What you will do: Every line of the material must be reproduced exactly.
^^^^^^^^
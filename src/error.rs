//! Error taxonomy for the banking API and its HTTP mapping.

use axum::http::StatusCode;
use axum::response::{IntoResponse, Response};
use axum::Json;
use serde::Serialize;
use thiserror::Error;
use tracing::{debug, error};

use crate::schema::Entity;

pub type Result<T> = std::result::Result<T, BankingError>;

#[derive(Debug, Error)]
pub enum BankingError {
    // ==================
    // Client Errors (4xx)
    // ==================
    /// Required fields absent (or falsy) in the payload
    #[error("{message}")]
    MissingFields {
        message: &'static str,
        fields: Vec<&'static str>,
    },

    /// A field is present but cannot be stored in its column type
    #[error("Invalid value for {field}: {reason}")]
    InvalidField { field: &'static str, reason: String },

    #[error("{0}")]
    InvalidBody(String),

    /// Foreign key target does not exist
    #[error("{} references a row that does not exist", .entity.name())]
    InvalidReference { entity: Entity },

    /// List over an empty table
    #[error("No {} found", .entity.plural())]
    EmptyResult { entity: Entity },

    #[error("{} not found", .entity.name())]
    NotFound { entity: Entity },

    /// Duplicate identifier rejected by the store
    #[error("{} with ID {id} already exists", .entity.name())]
    Conflict { entity: Entity, id: String },

    /// Delete blocked by rows that still reference this one
    #[error("{} with ID {id} is still referenced", .entity.name())]
    InUse { entity: Entity, id: String },

    // ==================
    // Server Errors (5xx)
    // ==================
    /// Insert reported success but the row could not be read back
    #[error("Failed to retrieve the added {}", .entity.singular())]
    PersistFailure { entity: Entity },

    #[error("Row has {actual} columns, descriptor expects {expected}")]
    ShapeMismatch { expected: usize, actual: usize },

    #[error("Store error: {0}")]
    Store(#[from] rusqlite::Error),

    #[error("Store unavailable: {0}")]
    Unavailable(String),
}

impl BankingError {
    pub fn status_code(&self) -> StatusCode {
        match self {
            BankingError::MissingFields { .. }
            | BankingError::InvalidField { .. }
            | BankingError::InvalidBody(_)
            | BankingError::InvalidReference { .. } => StatusCode::BAD_REQUEST,

            BankingError::EmptyResult { .. } | BankingError::NotFound { .. } => {
                StatusCode::NOT_FOUND
            }

            BankingError::Conflict { .. } | BankingError::InUse { .. } => StatusCode::CONFLICT,

            BankingError::PersistFailure { .. }
            | BankingError::ShapeMismatch { .. }
            | BankingError::Store(_)
            | BankingError::Unavailable(_) => StatusCode::INTERNAL_SERVER_ERROR,
        }
    }

    /// Message safe to return to clients; store internals stay in the logs
    pub fn public_message(&self) -> String {
        match self {
            BankingError::Store(_)
            | BankingError::Unavailable(_)
            | BankingError::ShapeMismatch { .. } => "Internal server error".to_string(),
            other => other.to_string(),
        }
    }
}

/// Error response body
#[derive(Debug, Serialize)]
pub struct ErrorResponse {
    pub error: String,
}

impl IntoResponse for BankingError {
    fn into_response(self) -> Response {
        let status = self.status_code();
        if status.is_server_error() {
            error!(status = status.as_u16(), error = %self, "request failed");
        } else {
            debug!(status = status.as_u16(), error = %self, "request rejected");
        }

        let body = Json(ErrorResponse {
            error: self.public_message(),
        });
        (status, body).into_response()
    }
}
^^^^^^^^
Response below:
filename src/error.rs
//! Error taxonomy for the banking API and its HTTP mapping.

use axum::http::StatusCode;
use axum::response::{IntoResponse, Response};
use axum::Json;
use serde::Serialize;
use thiserror::Error;
use tracing::{debug, error};

use crate::schema::Entity;

pub type Result<T> = std::result::Result<T, BankingError>;

#[derive(Debug, Error)]
pub enum BankingError {
    // ==================
    // Client Errors (4xx)
    // ==================
    /// Required fields absent (or falsy) in the payload
    #[error("{message}")]
    MissingFields {
        message: &'static str,
        fields: Vec<&'static str>,
    },

    /// A field is present but cannot be stored in its column type
    #[error("Invalid value for {field}: {reason}")]
    InvalidField { field: &'static str, reason: String },

    #[error("{0}")]
    InvalidBody(String),

    /// Foreign key target does not exist
    #[error("{} references a row that does not exist", .entity.name())]
    InvalidReference { entity: Entity },

    /// List over an empty table
    #[error("No {} found", .entity.plural())]
    EmptyResult { entity: Entity },

    #[error("{} not found", .entity.name())]
    NotFound { entity: Entity },

    /// Duplicate identifier rejected by the store
    #[error("{} with ID {id} already exists", .entity.name())]
    Conflict { entity: Entity, id: String },

    /// Delete blocked by rows that still reference this one
    #[error("{} with ID {id} is still referenced", .entity.name())]
    InUse { entity: Entity, id: String },

    // ==================
    // Server Errors (5xx)
    // ==================
    /// Insert reported success but the row could not be read back
    #[error("Failed to retrieve the added {}", .entity.singular())]
    PersistFailure { entity: Entity },

    #[error("Row has {actual} columns, descriptor expects {expected}")]
    ShapeMismatch { expected: usize, actual: usize },

    #[error("Store error: {0}")]
    Store(#[from] rusqlite::Error),

    #[error("Store unavailable: {0}")]
    Unavailable(String),
}

impl BankingError {
    pub fn status_code(&self) -> StatusCode {
        match self {
            BankingError::MissingFields { .. }
            | BankingError::InvalidField { .. }
            | BankingError::InvalidBody(_)
            | BankingError::InvalidReference { .. } => StatusCode::BAD_REQUEST,

            BankingError::EmptyResult { .. } | BankingError::NotFound { .. } => {
                StatusCode::NOT_FOUND
            }

            BankingError::Conflict { .. } | BankingError::InUse { .. } => StatusCode::CONFLICT,

            BankingError::PersistFailure { .. }
            | BankingError::ShapeMismatch { .. }
            | BankingError::Store(_)
            | BankingError::Unavailable(_) => StatusCode::INTERNAL_SERVER_ERROR,
        }
    }

    /// Message safe to return to clients; store internals stay in the logs
    pub fn public_message(&self) -> String {
        match self {
            BankingError::Store(_)
            | BankingError::Unavailable(_)
            | BankingError::ShapeMismatch { .. } => "Internal server error".to_string(),
            other => other.to_string(),
        }
    }
}

/// Error response body
#[derive(Debug, Serialize)]
pub struct ErrorResponse {
    pub error: String,
}

impl IntoResponse for BankingError {
    fn into_response(self) -> Response {
        let status = self.status_code();
        if status.is_server_error() {
            error!(status = status.as_u16(), error = %self, "request failed");
        } else {
            debug!(status = status.as_u16(), error = %self, "request rejected");
        }

        let body = Json(ErrorResponse {
            error: self.public_message(),
        });
        (status, body).into_response()
    }
}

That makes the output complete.